DSSS - Switching cycles: Function and regulation of non-canonical cell cycles during development

A fundamental property of life is the ability of cells to undergo cell cycles, in which they duplicate their genetic material and divide into two daughter cells. While the basic principles of the cell cycle have been intensively studied in yeast and mammalian cells in culture, much less is known about cell-cycle regulation during multicellular development. In many animal tissues, cells undergo endomitosis, a non-canonical cell cycle in which cells undergo all phases of the canonical cell cycle except cytokinesis, leading to a 4N or binucleate cell. Although endomitosis cycles are widespread among multicellular species, it is unclear how cells transition to endomitosis, and what the function is of binucleation for cells and tissues. In our lab, we make use of the C. elegans intestinal lineage as a model to study endomitosis regulation and function.
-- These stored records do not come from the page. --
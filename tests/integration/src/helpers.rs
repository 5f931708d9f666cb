//! Test helpers for integration tests
//!
//! Provides utilities for spawning test servers, making HTTP requests,
//! and promoting accounts that the API cannot promote on its own.

use std::net::SocketAddr;
use std::time::Duration;

use anyhow::Result;
use linkhub_api::{create_app_state, create_app_with_config, AppState};
use linkhub_common::AppConfig;
use linkhub_core::Role;
use reqwest::{Client, Response, StatusCode};
use serde::{de::DeserializeOwned, Serialize};
use tokio::net::TcpListener;
use tokio::task::JoinHandle;

/// Session secret used when the environment does not provide one
const FALLBACK_SESSION_SECRET: &str = "integration-test-session-secret";

/// Test server instance that manages lifecycle
pub struct TestServer {
    pub addr: SocketAddr,
    pub client: Client,
    state: AppState,
    _handle: JoinHandle<()>,
}

impl TestServer {
    /// Start a new test server
    pub async fn start() -> Result<Self> {
        let config = test_config()?;
        Self::start_with_config(config).await
    }

    /// Start a test server with custom config
    pub async fn start_with_config(config: AppConfig) -> Result<Self> {
        let state = create_app_state(&config).await?;
        let app = create_app_with_config(state.clone(), &config)?;

        // Port 0 lets the OS pick a free port
        let listener = TcpListener::bind(SocketAddr::from(([127, 0, 0, 1], 0))).await?;
        let addr = listener.local_addr()?;

        let handle = tokio::spawn(async move {
            axum::serve(listener, app).await.ok();
        });

        // Wait for server to be ready
        tokio::time::sleep(Duration::from_millis(100)).await;

        let client = Client::builder()
            .timeout(Duration::from_secs(10))
            .build()?;

        Ok(Self {
            addr,
            client,
            state,
            _handle: handle,
        })
    }

    /// Get base URL for the server
    pub fn base_url(&self) -> String {
        format!("http://{}", self.addr)
    }

    fn url(&self, path: &str) -> String {
        format!("{}{}", self.base_url(), path)
    }

    /// Client that keeps cookies between requests
    pub fn cookie_client(&self) -> Result<Client> {
        Ok(Client::builder()
            .timeout(Duration::from_secs(10))
            .cookie_store(true)
            .build()?)
    }

    /// Make a GET request
    pub async fn get(&self, path: &str) -> Result<Response> {
        Ok(self.client.get(self.url(path)).send().await?)
    }

    /// Make a GET request with auth token
    pub async fn get_auth(&self, path: &str, token: &str) -> Result<Response> {
        Ok(self
            .client
            .get(self.url(path))
            .bearer_auth(token)
            .send()
            .await?)
    }

    /// Make a POST request with JSON body
    pub async fn post<T: Serialize>(&self, path: &str, body: &T) -> Result<Response> {
        Ok(self.client.post(self.url(path)).json(body).send().await?)
    }

    /// Make a POST request with auth token
    pub async fn post_auth<T: Serialize>(
        &self,
        path: &str,
        token: &str,
        body: &T,
    ) -> Result<Response> {
        Ok(self
            .client
            .post(self.url(path))
            .bearer_auth(token)
            .json(body)
            .send()
            .await?)
    }

    /// Make a PUT request with auth token
    pub async fn put_auth<T: Serialize>(
        &self,
        path: &str,
        token: &str,
        body: &T,
    ) -> Result<Response> {
        Ok(self
            .client
            .put(self.url(path))
            .bearer_auth(token)
            .json(body)
            .send()
            .await?)
    }

    /// Make a DELETE request with auth token
    pub async fn delete_auth(&self, path: &str, token: &str) -> Result<Response> {
        Ok(self
            .client
            .delete(self.url(path))
            .bearer_auth(token)
            .send()
            .await?)
    }

    /// Grant the admin role to `username`
    ///
    /// Sessions issued before the promotion keep their old role claim, so
    /// sign in again afterwards.
    pub async fn promote_to_admin(&self, username: &str) -> Result<()> {
        let repo = self.state.service_context().user_repo();
        let mut user = repo
            .find_by_username(username)
            .await?
            .ok_or_else(|| anyhow::anyhow!("No user named {username}"))?;

        user.role = Role::Admin;
        user.touch();
        repo.update(&user).await?;
        Ok(())
    }
}

/// Create a test configuration
pub fn test_config() -> Result<AppConfig> {
    // Load from environment or use defaults
    dotenvy::dotenv().ok();

    let config = AppConfig::from_lookup(|key| {
        std::env::var(key).ok().or_else(|| match key {
            "SESSION_SECRET" => Some(FALLBACK_SESSION_SECRET.to_string()),
            _ => None,
        })
    })
    .map_err(|e| anyhow::anyhow!("Config error: {}", e))?;

    Ok(config)
}

/// Helper to check if test environment is available
///
/// Redis is optional; without `REDIS_URL` the server runs uncached.
pub async fn check_test_env() -> bool {
    dotenvy::dotenv().ok();

    if std::env::var("DATABASE_URL").is_err() {
        eprintln!("Skipping test: DATABASE_URL not set");
        return false;
    }

    true
}

/// Assert response status and parse JSON body
pub async fn assert_json<T: DeserializeOwned>(
    response: Response,
    expected_status: StatusCode,
) -> Result<T> {
    let status = response.status();
    if status != expected_status {
        let body = response.text().await?;
        anyhow::bail!(
            "Expected status {}, got {}. Body: {}",
            expected_status,
            status,
            body
        );
    }
    Ok(response.json().await?)
}

/// Assert response status without parsing body
pub async fn assert_status(response: Response, expected_status: StatusCode) -> Result<()> {
    let status = response.status();
    if status != expected_status {
        let body = response.text().await?;
        anyhow::bail!(
            "Expected status {}, got {}. Body: {}",
            expected_status,
            status,
            body
        );
    }
    Ok(())
}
Using live-imaging, single-molecule FISH and RNA-sequencing we found that intestinal cells switch from canonical to endomitosis cycles during late embryogenesis by repressing essential cytokinesis regulators. Furthermore, we generated tools to specifically inhibit intestinal endomitosis and identified an important function of binucleation in fine-tuning tissue-specific gene expression during development. Together, our work is shedding light into the regulation and function of non-canonical cycles during multicellular development.